In recent years, a modern form of machine learning called deep learning has delivered stunning performance in domains including image classification and text processing. Big data, simple parametric learning methods, and lots of number crunching can often produce models that surpass human performance. Deep learning models power much of what is called artificial intelligence (AI) in the press. However, fully leveraging these models and deploying them into production involves challenges that leaders need to be aware of.
The nature of these challenges depends on whether the project is central to the business model of the company or not. Companies that have deep learning or AI as a core part of their product are faced with full-stack, systems-level concerns about how to efficiently and simultaneously architect deep learning, software, and hardware systems. This involves challenging problems that few are knowledgeable enough to handle individually.
Yet this situation — where the attention and resources of the company are focused on successful AI — may have a greater probability of success than cases where a project is a later addon to existing processes or products. In these add-on cases, deep learning (and indeed much other data science) projects often fail because they are not successfully integrated into the process they are trying to improve.
One common reason for this failure is that the project did not account for people who were integral to the process. At many companies, there are few processes that are both automated and important enough to try to improve using deep learning. More often, important processes are only partly automated and have, at their center, people.
Companies that have deep learning or AI as a core part of their product are faced with full-stack, systems-level concerns about how to efficiently and simultaneously architect deep learning, software, and hardware systems
This means that models need to be integrated into human workflows to truly succeed. For example, it is straightforward for data scientists in HR to create a model that predicts attrition of employees. Yet it is much harder to deliver predictions and suggested actions to the right people at right time to prevent unwanted attrition. The difference between a successful and failed deep learning project is often how smoothly the project has been integrated into existing workflows and systems.
Leaders should also expect that even the most successful projects will need to be monitored and adjusted. This is true because the best machine learning systems are designed to be open to learning from new data. And, unfortunately, data from complex systems change over time.

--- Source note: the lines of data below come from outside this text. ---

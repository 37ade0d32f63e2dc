// ABOUTME: Route handlers for intake questions, trainer overlays, and form answers
// ABOUTME: Exposes the resolved per-trainer question set and overlay writes
//
// SPDX-License-Identifier: MIT OR Apache-2.0
// Copyright (c) 2025 SmartGains

use axum::extract::{Path, Query, State};
use axum::http::{HeaderMap, StatusCode};
use axum::response::{IntoResponse, Response};
use axum::routing::{delete, get, post};
use axum::{Json, Router};
use serde::Deserialize;
use std::sync::Arc;

use super::{authenticate, ServerResources};
use crate::database::clients::ClientsManager;
use crate::database::intake::{AnswerInput, IntakeManager};
use crate::database::questions::{QuestionsManager, UpsertOverlayRequest};
use crate::errors::AppError;
use crate::intake::QuestionFilter;

/// Request to open an intake form for a client
#[derive(Debug, Deserialize)]
pub struct CreateFormRequest {
    pub form_type: String,
    pub client_id: i64,
}

/// Request to save a batch of answers
#[derive(Debug, Deserialize)]
pub struct SaveAnswersRequest {
    pub answers: Vec<AnswerInput>,
}

/// Intake routes handler
pub struct IntakeRoutes;

impl IntakeRoutes {
    /// Create all intake routes
    pub fn routes(resources: Arc<ServerResources>) -> Router {
        Router::new()
            .route("/api/intake_questions", get(Self::handle_resolve_questions))
            .route("/api/intake_questions/overlay", post(Self::handle_upsert_overlay))
            .route(
                "/api/intake_questions/trainer/:id",
                delete(Self::handle_delete_trainer_question),
            )
            .route("/api/intake_forms", post(Self::handle_create_form))
            .route("/api/intake_forms/client/:id", get(Self::handle_list_forms))
            .route("/api/intake_forms/:id/answers", post(Self::handle_save_answers))
            .route("/api/intake_forms/:id/answers", get(Self::handle_list_answers))
            .with_state(resources)
    }

    fn questions(resources: &Arc<ServerResources>) -> QuestionsManager {
        QuestionsManager::new(resources.database.pool().clone())
    }

    fn forms(resources: &Arc<ServerResources>) -> IntakeManager {
        IntakeManager::new(resources.database.pool().clone())
    }

    /// Handle GET /api/intake_questions - the trainer's effective question set
    ///
    /// Query parameters: `category`, `template`, `defaults_only`.
    async fn handle_resolve_questions(
        State(resources): State<Arc<ServerResources>>,
        headers: HeaderMap,
        Query(filter): Query<QuestionFilter>,
    ) -> Result<Response, AppError> {
        let auth = authenticate(&headers, &resources)?;

        let manager = Self::questions(&resources);
        let questions = manager.resolve_for_trainer(auth.trainer_id, &filter).await?;

        Ok((StatusCode::OK, Json(serde_json::json!({ "questions": questions }))).into_response())
    }

    /// Handle POST /api/intake_questions/overlay - write a trainer overlay
    async fn handle_upsert_overlay(
        State(resources): State<Arc<ServerResources>>,
        headers: HeaderMap,
        Json(body): Json<UpsertOverlayRequest>,
    ) -> Result<Response, AppError> {
        let auth = authenticate(&headers, &resources)?;

        let manager = Self::questions(&resources);
        let overlay = manager.upsert_overlay(auth.trainer_id, &body).await?;

        Ok((StatusCode::OK, Json(overlay)).into_response())
    }

    /// Handle DELETE /api/intake_questions/trainer/:id - remove a
    /// trainer-original question
    async fn handle_delete_trainer_question(
        State(resources): State<Arc<ServerResources>>,
        headers: HeaderMap,
        Path(overlay_id): Path<i64>,
    ) -> Result<Response, AppError> {
        let auth = authenticate(&headers, &resources)?;

        let manager = Self::questions(&resources);
        manager.delete_trainer_question(auth.trainer_id, overlay_id).await?;

        Ok((StatusCode::NO_CONTENT, ()).into_response())
    }

    /// Handle POST /api/intake_forms - open a form instance for a client
    async fn handle_create_form(
        State(resources): State<Arc<ServerResources>>,
        headers: HeaderMap,
        Json(body): Json<CreateFormRequest>,
    ) -> Result<Response, AppError> {
        let auth = authenticate(&headers, &resources)?;

        if body.form_type.trim().is_empty() {
            return Err(AppError::missing_field("form_type"));
        }

        let clients = ClientsManager::new(resources.database.pool().clone());
        let owned = clients
            .get(body.client_id)
            .await?
            .is_some_and(|client| client.trainer_id == auth.trainer_id);
        if !owned {
            return Err(AppError::not_found(format!("Client {}", body.client_id)));
        }

        let manager = Self::forms(&resources);
        let form = manager
            .create_form(body.form_type.trim(), body.client_id, auth.trainer_id)
            .await?;

        Ok((StatusCode::CREATED, Json(form)).into_response())
    }

    /// Handle GET /api/intake_forms/client/:id - a client's forms
    async fn handle_list_forms(
        State(resources): State<Arc<ServerResources>>,
        headers: HeaderMap,
        Path(client_id): Path<i64>,
    ) -> Result<Response, AppError> {
        authenticate(&headers, &resources)?;

        let manager = Self::forms(&resources);
        let forms = manager.list_forms_by_client(client_id).await?;

        Ok((StatusCode::OK, Json(serde_json::json!({ "forms": forms }))).into_response())
    }

    /// Handle POST /api/intake_forms/:id/answers - save a batch of answers
    async fn handle_save_answers(
        State(resources): State<Arc<ServerResources>>,
        headers: HeaderMap,
        Path(form_id): Path<i64>,
        Json(body): Json<SaveAnswersRequest>,
    ) -> Result<Response, AppError> {
        authenticate(&headers, &resources)?;

        if body.answers.is_empty() {
            return Err(AppError::missing_field("answers"));
        }

        let manager = Self::forms(&resources);
        let saved = manager.save_answers(form_id, &body.answers).await?;

        Ok((StatusCode::OK, Json(serde_json::json!({ "saved": saved }))).into_response())
    }

    /// Handle GET /api/intake_forms/:id/answers
    async fn handle_list_answers(
        State(resources): State<Arc<ServerResources>>,
        headers: HeaderMap,
        Path(form_id): Path<i64>,
    ) -> Result<Response, AppError> {
        authenticate(&headers, &resources)?;

        let manager = Self::forms(&resources);
        let answers = manager.list_answers(form_id).await?;

        Ok((StatusCode::OK, Json(serde_json::json!({ "answers": answers }))).into_response())
    }
}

For example, one study found it only took four months for clinical data to lose half its predictive value when trying to anticipate clinical test orders.

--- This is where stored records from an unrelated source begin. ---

// ABOUTME: Environment-based server configuration with typed sub-configs
// ABOUTME: Parses HTTP, database, security, SMTP, and LLM settings from environment variables
//
// SPDX-License-Identifier: MIT OR Apache-2.0
// Copyright (c) 2025 SmartGains

use anyhow::{Context, Result};
use std::env;
use std::fmt;

/// Log level configuration
#[derive(Debug, Clone, Copy, PartialEq, Eq)]
pub enum LogLevel {
    Trace,
    Debug,
    Info,
    Warn,
    Error,
}

impl LogLevel {
    /// Convert to a tracing level
    #[must_use]
    pub const fn to_tracing_level(self) -> tracing::Level {
        match self {
            Self::Trace => tracing::Level::TRACE,
            Self::Debug => tracing::Level::DEBUG,
            Self::Info => tracing::Level::INFO,
            Self::Warn => tracing::Level::WARN,
            Self::Error => tracing::Level::ERROR,
        }
    }

    /// Parse from a string, defaulting to `Info` on unknown values
    #[must_use]
    pub fn from_str_or_default(s: &str) -> Self {
        match s.to_lowercase().as_str() {
            "trace" => Self::Trace,
            "debug" => Self::Debug,
            "warn" => Self::Warn,
            "error" => Self::Error,
            _ => Self::Info,
        }
    }
}

impl fmt::Display for LogLevel {
    fn fmt(&self, f: &mut fmt::Formatter<'_>) -> fmt::Result {
        let s = match self {
            Self::Trace => "trace",
            Self::Debug => "debug",
            Self::Info => "info",
            Self::Warn => "warn",
            Self::Error => "error",
        };
        write!(f, "{s}")
    }
}

/// Deployment environment
#[derive(Debug, Clone, Copy, PartialEq, Eq)]
pub enum Environment {
    Development,
    Production,
    Testing,
}

impl Environment {
    /// Parse from a string, defaulting to `Development` on unknown values
    #[must_use]
    pub fn from_str_or_default(s: &str) -> Self {
        match s.to_lowercase().as_str() {
            "production" | "prod" => Self::Production,
            "testing" | "test" => Self::Testing,
            _ => Self::Development,
        }
    }

    #[must_use]
    pub const fn is_production(self) -> bool {
        matches!(self, Self::Production)
    }
}

impl fmt::Display for Environment {
    fn fmt(&self, f: &mut fmt::Formatter<'_>) -> fmt::Result {
        let s = match self {
            Self::Development => "development",
            Self::Production => "production",
            Self::Testing => "testing",
        };
        write!(f, "{s}")
    }
}

/// Database configuration
#[derive(Debug, Clone)]
pub struct DatabaseConfig {
    /// Database connection URL (e.g. `sqlite:./data/smartgains.db`)
    pub url: String,
    /// Run migrations on startup
    pub auto_migrate: bool,
}

/// Security configuration
#[derive(Debug, Clone)]
pub struct SecurityConfig {
    /// Secret used to sign session JWTs
    pub jwt_secret: String,
    /// Session token lifetime in hours
    pub token_expiry_hours: i64,
}

/// SMTP configuration for outbound plan and recap emails
#[derive(Debug, Clone)]
pub struct EmailConfig {
    /// Disable to log emails instead of sending them
    pub enabled: bool,
    pub smtp_host: String,
    pub smtp_port: u16,
    pub smtp_username: String,
    pub smtp_password: String,
    /// From address, e.g. `SmartGains <no-reply@smartgains.app>`
    pub from_address: String,
}

/// LLM configuration for AI plan generation
#[derive(Debug, Clone)]
pub struct LlmConfig {
    /// Base URL of an `OpenAI`-compatible chat-completions endpoint
    pub base_url: String,
    /// API key (may be empty for local servers)
    pub api_key: String,
    /// Model identifier
    pub model: String,
    /// Hard cap on completion tokens for plan generation
    pub max_tokens: u32,
}

/// Top-level server configuration
#[derive(Debug, Clone)]
pub struct ServerConfig {
    /// HTTP listen port
    pub http_port: u16,
    /// Deployment environment
    pub environment: Environment,
    /// Log level
    pub log_level: LogLevel,
    pub database: DatabaseConfig,
    pub security: SecurityConfig,
    pub email: EmailConfig,
    pub llm: LlmConfig,
    /// Allowed CORS origins, `*` for any
    pub cors_origins: Vec<String>,
}

impl ServerConfig {
    /// Load configuration from environment variables
    ///
    /// # Errors
    ///
    /// Returns an error if `SMARTGAINS_JWT_SECRET` is missing outside of
    /// development, or if a numeric variable fails to parse.
    pub fn from_env() -> Result<Self> {
        let environment =
            Environment::from_str_or_default(&env_var_or("SMARTGAINS_ENV", "development"));

        let jwt_secret = match env::var("SMARTGAINS_JWT_SECRET") {
            Ok(secret) => secret,
            Err(_) if environment.is_production() => {
                anyhow::bail!("SMARTGAINS_JWT_SECRET must be set in production")
            }
            Err(_) => "development-only-jwt-secret".to_owned(),
        };

        Ok(Self {
            http_port: env_var_or("HTTP_PORT", "8081")
                .parse()
                .context("Invalid HTTP_PORT")?,
            environment,
            log_level: LogLevel::from_str_or_default(&env_var_or("LOG_LEVEL", "info")),
            database: DatabaseConfig {
                url: env_var_or("DATABASE_URL", "sqlite:./data/smartgains.db"),
                auto_migrate: env_var_or("AUTO_MIGRATE", "true")
                    .parse()
                    .context("Invalid AUTO_MIGRATE")?,
            },
            security: SecurityConfig {
                jwt_secret,
                token_expiry_hours: env_var_or("TOKEN_EXPIRY_HOURS", "24")
                    .parse()
                    .context("Invalid TOKEN_EXPIRY_HOURS")?,
            },
            email: EmailConfig {
                enabled: env_var_or("SMTP_ENABLED", "false")
                    .parse()
                    .context("Invalid SMTP_ENABLED")?,
                smtp_host: env_var_or("SMTP_HOST", "localhost"),
                smtp_port: env_var_or("SMTP_PORT", "587")
                    .parse()
                    .context("Invalid SMTP_PORT")?,
                smtp_username: env_var_or("SMTP_USERNAME", ""),
                smtp_password: env_var_or("SMTP_PASSWORD", ""),
                from_address: env_var_or("SMTP_FROM", "SmartGains <no-reply@smartgains.app>"),
            },
            llm: LlmConfig {
                base_url: env_var_or("SMARTGAINS_LLM_BASE_URL", "https://api.openai.com/v1"),
                api_key: env_var_or("SMARTGAINS_LLM_API_KEY", ""),
                model: env_var_or("SMARTGAINS_LLM_MODEL", "gpt-4o-2024-08-06"),
                max_tokens: env_var_or("SMARTGAINS_LLM_MAX_TOKENS", "3000")
                    .parse()
                    .context("Invalid SMARTGAINS_LLM_MAX_TOKENS")?,
            },
            cors_origins: parse_origins(&env_var_or("CORS_ORIGINS", "*")),
        })
    }
}

/// Read an environment variable with a fallback default
fn env_var_or(name: &str, default: &str) -> String {
    env::var(name).unwrap_or_else(|_| default.to_owned())
}

/// Split a comma-separated origin list
fn parse_origins(raw: &str) -> Vec<String> {
    raw.split(',')
        .map(str::trim)
        .filter(|s| !s.is_empty())
        .map(str::to_owned)
        .collect()
}

#[cfg(test)]
mod tests {
    use super::*;

    #[test]
    fn test_log_level_parsing() {
        assert_eq!(LogLevel::from_str_or_default("debug"), LogLevel::Debug);
        assert_eq!(LogLevel::from_str_or_default("WARN"), LogLevel::Warn);
        assert_eq!(LogLevel::from_str_or_default("bogus"), LogLevel::Info);
    }

    #[test]
    fn test_environment_parsing() {
        assert!(Environment::from_str_or_default("prod").is_production());
        assert!(!Environment::from_str_or_default("dev").is_production());
    }

    #[test]
    fn test_parse_origins() {
        let origins = parse_origins("https://app.smartgains.app, http://localhost:5173");
        assert_eq!(origins.len(), 2);
        assert_eq!(origins[0], "https://app.smartgains.app");
    }
}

It is, therefore, crucial to set up robust processes to monitor the ongoing performance of in-production models. For example, newly updated models should be automatically checked to ensure their performance meets some minimum threshold for key cases.
Perhaps the deepest reason that deep learning projects fail is that models often fail to reflect the true causal structure of reality. Deep learning is great at correlating which results arose from which inputs in a given data set. However, unless one is dealing with a simple closed system such as a video game, it is difficult to move from these correlations to correctly recommended actions unless the model incorporates human knowledge about causality. Because of this, the most successful projects are likely to be those that combine deep learning with causal modeling.